(Data items)
>>>>>
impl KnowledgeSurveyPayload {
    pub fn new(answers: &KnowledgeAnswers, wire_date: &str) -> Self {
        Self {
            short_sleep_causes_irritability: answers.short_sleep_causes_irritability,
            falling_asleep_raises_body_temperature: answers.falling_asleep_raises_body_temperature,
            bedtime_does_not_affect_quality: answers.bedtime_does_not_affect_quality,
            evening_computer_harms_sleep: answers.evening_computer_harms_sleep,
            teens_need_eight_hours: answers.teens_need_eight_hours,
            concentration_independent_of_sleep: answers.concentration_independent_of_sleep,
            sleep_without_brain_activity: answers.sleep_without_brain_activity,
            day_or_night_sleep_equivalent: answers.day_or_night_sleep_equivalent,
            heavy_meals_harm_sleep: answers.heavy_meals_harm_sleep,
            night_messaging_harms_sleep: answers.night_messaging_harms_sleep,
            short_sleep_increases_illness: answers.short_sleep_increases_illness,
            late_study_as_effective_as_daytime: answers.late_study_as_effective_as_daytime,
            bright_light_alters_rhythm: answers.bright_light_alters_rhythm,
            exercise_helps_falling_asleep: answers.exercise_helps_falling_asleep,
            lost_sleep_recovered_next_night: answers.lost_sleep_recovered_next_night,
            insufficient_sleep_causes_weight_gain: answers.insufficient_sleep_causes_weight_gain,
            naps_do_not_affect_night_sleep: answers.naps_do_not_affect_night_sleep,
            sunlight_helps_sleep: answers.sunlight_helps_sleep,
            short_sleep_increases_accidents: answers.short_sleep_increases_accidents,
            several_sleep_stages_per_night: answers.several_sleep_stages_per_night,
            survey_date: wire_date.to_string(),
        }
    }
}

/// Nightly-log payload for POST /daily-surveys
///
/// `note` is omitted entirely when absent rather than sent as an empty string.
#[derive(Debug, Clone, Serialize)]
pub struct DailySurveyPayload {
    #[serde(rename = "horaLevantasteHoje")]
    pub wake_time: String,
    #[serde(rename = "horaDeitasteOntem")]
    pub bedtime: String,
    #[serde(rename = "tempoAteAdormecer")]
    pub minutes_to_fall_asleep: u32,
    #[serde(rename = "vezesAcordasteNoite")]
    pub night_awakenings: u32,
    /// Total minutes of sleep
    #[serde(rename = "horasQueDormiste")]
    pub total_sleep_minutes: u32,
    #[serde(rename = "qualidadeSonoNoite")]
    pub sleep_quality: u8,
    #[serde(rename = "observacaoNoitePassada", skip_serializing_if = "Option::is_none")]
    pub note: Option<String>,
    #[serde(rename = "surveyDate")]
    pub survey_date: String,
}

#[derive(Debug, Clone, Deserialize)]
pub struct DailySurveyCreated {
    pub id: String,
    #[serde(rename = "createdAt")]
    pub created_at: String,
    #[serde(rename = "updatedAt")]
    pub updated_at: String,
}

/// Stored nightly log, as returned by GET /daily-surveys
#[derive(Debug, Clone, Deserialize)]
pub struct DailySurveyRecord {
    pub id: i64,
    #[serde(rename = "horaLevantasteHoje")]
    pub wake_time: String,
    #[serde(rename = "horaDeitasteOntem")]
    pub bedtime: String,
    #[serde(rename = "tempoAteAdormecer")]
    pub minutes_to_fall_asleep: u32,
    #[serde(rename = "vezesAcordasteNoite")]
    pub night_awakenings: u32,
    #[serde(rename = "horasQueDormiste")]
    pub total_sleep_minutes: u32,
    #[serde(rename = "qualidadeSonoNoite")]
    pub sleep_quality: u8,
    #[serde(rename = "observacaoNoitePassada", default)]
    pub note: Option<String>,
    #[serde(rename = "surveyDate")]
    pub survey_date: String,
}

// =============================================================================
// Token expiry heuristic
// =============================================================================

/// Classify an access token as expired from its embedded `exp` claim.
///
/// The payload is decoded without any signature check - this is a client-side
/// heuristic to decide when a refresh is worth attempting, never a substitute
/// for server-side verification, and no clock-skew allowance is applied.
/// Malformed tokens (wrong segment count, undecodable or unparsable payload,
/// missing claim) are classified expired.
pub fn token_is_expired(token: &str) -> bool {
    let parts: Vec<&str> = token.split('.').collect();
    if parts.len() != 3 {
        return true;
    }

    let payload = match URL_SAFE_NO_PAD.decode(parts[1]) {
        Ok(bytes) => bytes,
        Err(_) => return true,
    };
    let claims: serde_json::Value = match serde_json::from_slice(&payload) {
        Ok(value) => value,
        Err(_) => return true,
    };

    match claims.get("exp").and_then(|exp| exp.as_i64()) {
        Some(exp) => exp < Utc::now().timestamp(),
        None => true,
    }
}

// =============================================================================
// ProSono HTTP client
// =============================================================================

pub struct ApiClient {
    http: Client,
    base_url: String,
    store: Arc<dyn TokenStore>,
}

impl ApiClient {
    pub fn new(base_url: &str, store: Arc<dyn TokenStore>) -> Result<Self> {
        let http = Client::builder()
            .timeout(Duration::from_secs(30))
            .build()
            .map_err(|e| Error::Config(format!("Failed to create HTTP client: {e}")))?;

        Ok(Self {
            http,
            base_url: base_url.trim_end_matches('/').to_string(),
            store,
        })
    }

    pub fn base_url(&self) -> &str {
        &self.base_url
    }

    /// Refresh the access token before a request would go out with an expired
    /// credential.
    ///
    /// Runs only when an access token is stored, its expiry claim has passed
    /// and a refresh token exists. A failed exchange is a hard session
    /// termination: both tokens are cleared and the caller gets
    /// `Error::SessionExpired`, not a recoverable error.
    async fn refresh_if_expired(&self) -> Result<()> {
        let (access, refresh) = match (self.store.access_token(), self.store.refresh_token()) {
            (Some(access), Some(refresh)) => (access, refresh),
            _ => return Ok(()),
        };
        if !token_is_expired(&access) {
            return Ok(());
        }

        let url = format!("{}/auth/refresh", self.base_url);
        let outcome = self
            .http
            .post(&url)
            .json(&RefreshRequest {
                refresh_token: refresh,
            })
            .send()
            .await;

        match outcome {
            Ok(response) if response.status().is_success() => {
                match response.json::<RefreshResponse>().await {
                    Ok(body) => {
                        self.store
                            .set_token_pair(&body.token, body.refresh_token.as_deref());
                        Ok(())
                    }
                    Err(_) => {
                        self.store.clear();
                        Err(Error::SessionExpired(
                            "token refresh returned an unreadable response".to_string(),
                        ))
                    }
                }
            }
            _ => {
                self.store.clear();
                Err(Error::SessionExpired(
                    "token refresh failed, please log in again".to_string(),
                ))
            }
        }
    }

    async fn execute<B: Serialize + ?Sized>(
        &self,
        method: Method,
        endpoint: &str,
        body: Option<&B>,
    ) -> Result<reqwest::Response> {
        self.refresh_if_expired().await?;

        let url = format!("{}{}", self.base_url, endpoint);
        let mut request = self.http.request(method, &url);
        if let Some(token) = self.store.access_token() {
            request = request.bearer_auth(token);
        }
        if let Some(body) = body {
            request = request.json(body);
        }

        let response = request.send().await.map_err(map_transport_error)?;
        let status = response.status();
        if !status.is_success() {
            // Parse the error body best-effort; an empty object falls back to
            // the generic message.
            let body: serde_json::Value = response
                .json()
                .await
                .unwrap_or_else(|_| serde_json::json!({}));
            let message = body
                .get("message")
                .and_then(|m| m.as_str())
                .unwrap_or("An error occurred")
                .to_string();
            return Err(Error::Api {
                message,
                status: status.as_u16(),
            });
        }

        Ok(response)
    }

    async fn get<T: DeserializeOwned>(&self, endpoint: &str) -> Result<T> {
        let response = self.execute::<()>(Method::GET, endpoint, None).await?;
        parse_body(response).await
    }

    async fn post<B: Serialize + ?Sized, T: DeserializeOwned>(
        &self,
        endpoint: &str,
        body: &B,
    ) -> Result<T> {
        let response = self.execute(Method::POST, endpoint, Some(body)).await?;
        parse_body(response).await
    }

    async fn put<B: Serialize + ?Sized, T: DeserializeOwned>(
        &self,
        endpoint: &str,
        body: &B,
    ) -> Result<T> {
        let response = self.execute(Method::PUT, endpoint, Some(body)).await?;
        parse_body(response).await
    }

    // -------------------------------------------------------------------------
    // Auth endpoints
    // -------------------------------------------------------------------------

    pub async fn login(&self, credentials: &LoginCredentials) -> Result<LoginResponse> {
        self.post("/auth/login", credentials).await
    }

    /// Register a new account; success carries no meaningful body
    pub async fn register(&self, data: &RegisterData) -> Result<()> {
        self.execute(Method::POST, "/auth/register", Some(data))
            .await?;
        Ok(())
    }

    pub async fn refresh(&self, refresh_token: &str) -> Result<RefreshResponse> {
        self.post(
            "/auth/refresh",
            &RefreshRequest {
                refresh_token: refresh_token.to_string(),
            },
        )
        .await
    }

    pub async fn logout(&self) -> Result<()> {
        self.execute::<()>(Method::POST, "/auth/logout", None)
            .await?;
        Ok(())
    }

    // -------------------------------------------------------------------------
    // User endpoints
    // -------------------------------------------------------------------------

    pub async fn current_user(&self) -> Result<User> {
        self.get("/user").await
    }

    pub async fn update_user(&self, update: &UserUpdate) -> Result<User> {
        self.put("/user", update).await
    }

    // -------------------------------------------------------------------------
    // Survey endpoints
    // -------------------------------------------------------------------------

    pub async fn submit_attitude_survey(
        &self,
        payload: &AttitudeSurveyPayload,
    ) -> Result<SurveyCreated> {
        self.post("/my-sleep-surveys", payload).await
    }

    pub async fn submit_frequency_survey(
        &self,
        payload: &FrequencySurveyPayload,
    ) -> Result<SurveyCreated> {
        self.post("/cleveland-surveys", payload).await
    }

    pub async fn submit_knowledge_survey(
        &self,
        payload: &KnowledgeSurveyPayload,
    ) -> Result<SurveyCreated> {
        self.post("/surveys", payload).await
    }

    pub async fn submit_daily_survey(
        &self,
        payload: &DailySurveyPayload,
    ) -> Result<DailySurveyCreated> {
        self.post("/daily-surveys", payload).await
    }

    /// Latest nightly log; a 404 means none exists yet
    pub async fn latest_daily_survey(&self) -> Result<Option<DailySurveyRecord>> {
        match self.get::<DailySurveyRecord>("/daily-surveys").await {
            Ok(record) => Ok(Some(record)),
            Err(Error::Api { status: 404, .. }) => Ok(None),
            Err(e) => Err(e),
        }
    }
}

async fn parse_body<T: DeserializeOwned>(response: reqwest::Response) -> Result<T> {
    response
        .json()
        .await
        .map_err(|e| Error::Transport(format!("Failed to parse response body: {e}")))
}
<<<<<
Among the records, find every line with the word "RefreshRequest" and copy it.

Answer for this exercise —
            .json(&RefreshRequest {
            &RefreshRequest {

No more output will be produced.